Chapter Eight

Standing on the city walls, watching the seemingly endless ranks of the regiments form up and march out, Rik saw the bat-winged, scythe-wielding angel banners of the Seventh hang over the companies of his old comrades, and the great interlocking dragon pennons of the Ninth Heavy Cavalry fluttering above the howdahs of that regiment’s wyrms. Carts carried the components of the great siege guns. Horse teams pulled the wheeled light cannons behind them along the muddy roads.

Lord General Azaar watched the regiments stream by from a small rise overlooking the city, the same place where Rik had fought a dragon when Halim had been besieged. His general staff were with him, reviewing the troops as they passed.

Fife and drum hammered out a tune to which the units marched with impressive discipline. Along the walls the citizens of Halim lined up to watch their conquerors go. How many spies were among them, counting troops, Rik wondered?

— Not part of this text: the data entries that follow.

//! JSON export
//!
//! Exports the whole store to one JSON document with a schema version.

use chrono::{DateTime, Utc};
use serde::{Deserialize, Serialize};
use std::io::Write;

use crate::error::{SetAsideError, SetAsideResult};
use crate::models::{BudgetProfile, Category, FutureExpense, Transaction};
use crate::storage::Storage;

/// Current export schema version
pub const EXPORT_SCHEMA_VERSION: &str = "1.0.0";

/// Full store export
#[derive(Debug, Clone, Serialize, Deserialize)]
pub struct FullExport {
    pub schema_version: String,

    pub exported_at: DateTime<Utc>,

    /// Application version that created the export
    pub app_version: String,

    pub profile: BudgetProfile,

    pub categories: Vec<Category>,

    pub transactions: Vec<Transaction>,

    pub future_expenses: Vec<FutureExpense>,

    pub metadata: ExportMetadata,
}

/// Counts and date range, for a quick look at an export file
#[derive(Debug, Clone, Serialize, Deserialize)]
pub struct ExportMetadata {
    pub transaction_count: usize,
    pub category_count: usize,
    pub future_expense_count: usize,
    pub earliest_transaction: Option<String>,
    pub latest_transaction: Option<String>,
}

impl FullExport {
    /// Snapshot everything in storage
    pub fn from_storage(storage: &Storage) -> SetAsideResult<Self> {
        let profile = storage.profile.get()?;
        let categories = storage.categories.get_all()?;
        let transactions = storage.transactions.get_all()?;
        let future_expenses = storage.future_expenses.get_all()?;

        let metadata = ExportMetadata {
            transaction_count: transactions.len(),
            category_count: categories.len(),
            future_expense_count: future_expenses.len(),
            earliest_transaction: transactions.iter().map(|t| t.date).min().map(|d| d.to_string()),
            latest_transaction: transactions.iter().map(|t| t.date).max().map(|d| d.to_string()),
        };

        Ok(Self {
            schema_version: EXPORT_SCHEMA_VERSION.to_string(),
            exported_at: Utc::now(),
            app_version: env!("CARGO_PKG_VERSION").to_string(),
            profile,
            categories,
            transactions,
            future_expenses,
            metadata,
        })
    }
}

/// Export the full store as JSON
pub fn export_full_json<W: Write>(storage: &Storage, writer: &mut W, pretty: bool) -> SetAsideResult<()> {
    let export = FullExport::from_storage(storage)?;

    if pretty {
        serde_json::to_writer_pretty(&mut *writer, &export)
    } else {
        serde_json::to_writer(&mut *writer, &export)
    }
    .map_err(|e| SetAsideError::Export(e.to_string()))?;

    writeln!(writer).map_err(|e| SetAsideError::Export(e.to_string()))?;
    Ok(())
}

#[cfg(test)]
mod tests {
    use super::*;
    use crate::config::paths::SetAsidePaths;
    use crate::models::{EntryKind, Money};
    use chrono::NaiveDate;
    use tempfile::TempDir;

    fn create_test_storage() -> (TempDir, Storage) {
        let temp_dir = TempDir::new().unwrap();
        let paths = SetAsidePaths::with_base_dir(temp_dir.path().to_path_buf());
        let mut storage = Storage::new(paths).unwrap();
        storage.load_all().unwrap();
        (temp_dir, storage)
    }

    #[test]
    fn test_json_export_contents() {
        let (_temp_dir, storage) = create_test_storage();
        let early = NaiveDate::from_ymd_opt(2025, 1, 3).unwrap();
        let late = NaiveDate::from_ymd_opt(2025, 2, 9).unwrap();

        storage
            .transactions
            .upsert(Transaction::new(EntryKind::Expense, Money::from_cents(100), early))
            .unwrap();
        storage
            .transactions
            .upsert(Transaction::new(EntryKind::Income, Money::from_cents(900), late))
            .unwrap();
        storage
            .future_expenses
            .upsert(FutureExpense::new("Tyres", Money::from_cents(40000), late))
            .unwrap();

        let mut buffer = Vec::new();
        export_full_json(&storage, &mut buffer, true).unwrap();

        let parsed: FullExport = serde_json::from_slice(&buffer).unwrap();
        assert_eq!(parsed.schema_version, EXPORT_SCHEMA_VERSION);
        assert_eq!(parsed.transactions.len(), 2);
        assert_eq!(parsed.future_expenses[0].name, "Tyres");
        assert_eq!(parsed.metadata.earliest_transaction.as_deref(), Some("2025-01-03"));
        assert_eq!(parsed.metadata.latest_transaction.as_deref(), Some("2025-02-09"));
    }

    #[test]
    fn test_empty_export() {
        let (_temp_dir, storage) = create_test_storage();
        let export = FullExport::from_storage(&storage).unwrap();

        assert_eq!(export.metadata.transaction_count, 0);
        assert!(export.metadata.earliest_transaction.is_none());
    }
}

He reckoned Azaar had ten thousand men at best, perhaps a score of siege guns, a hundred cannons. There were sorcerers too, and later there would be dragons dug out from the barrows in which they slept away the winter. Were the spies as impressed as he was, or did they think that ten thousand was a pitiful amount to muster against the Eastern hordes?

The men down there were hungry and not at all in the best of health. It had been a long hard winter and disease and constant skirmishing with rebels and the undead had taken its toll. Perhaps things might have been different if he had managed to save Kathea. Perhaps the natives would not have hated them so much and fought with such fury. That was useless thinking though. Things had not fallen out the way he had hoped. They never really did.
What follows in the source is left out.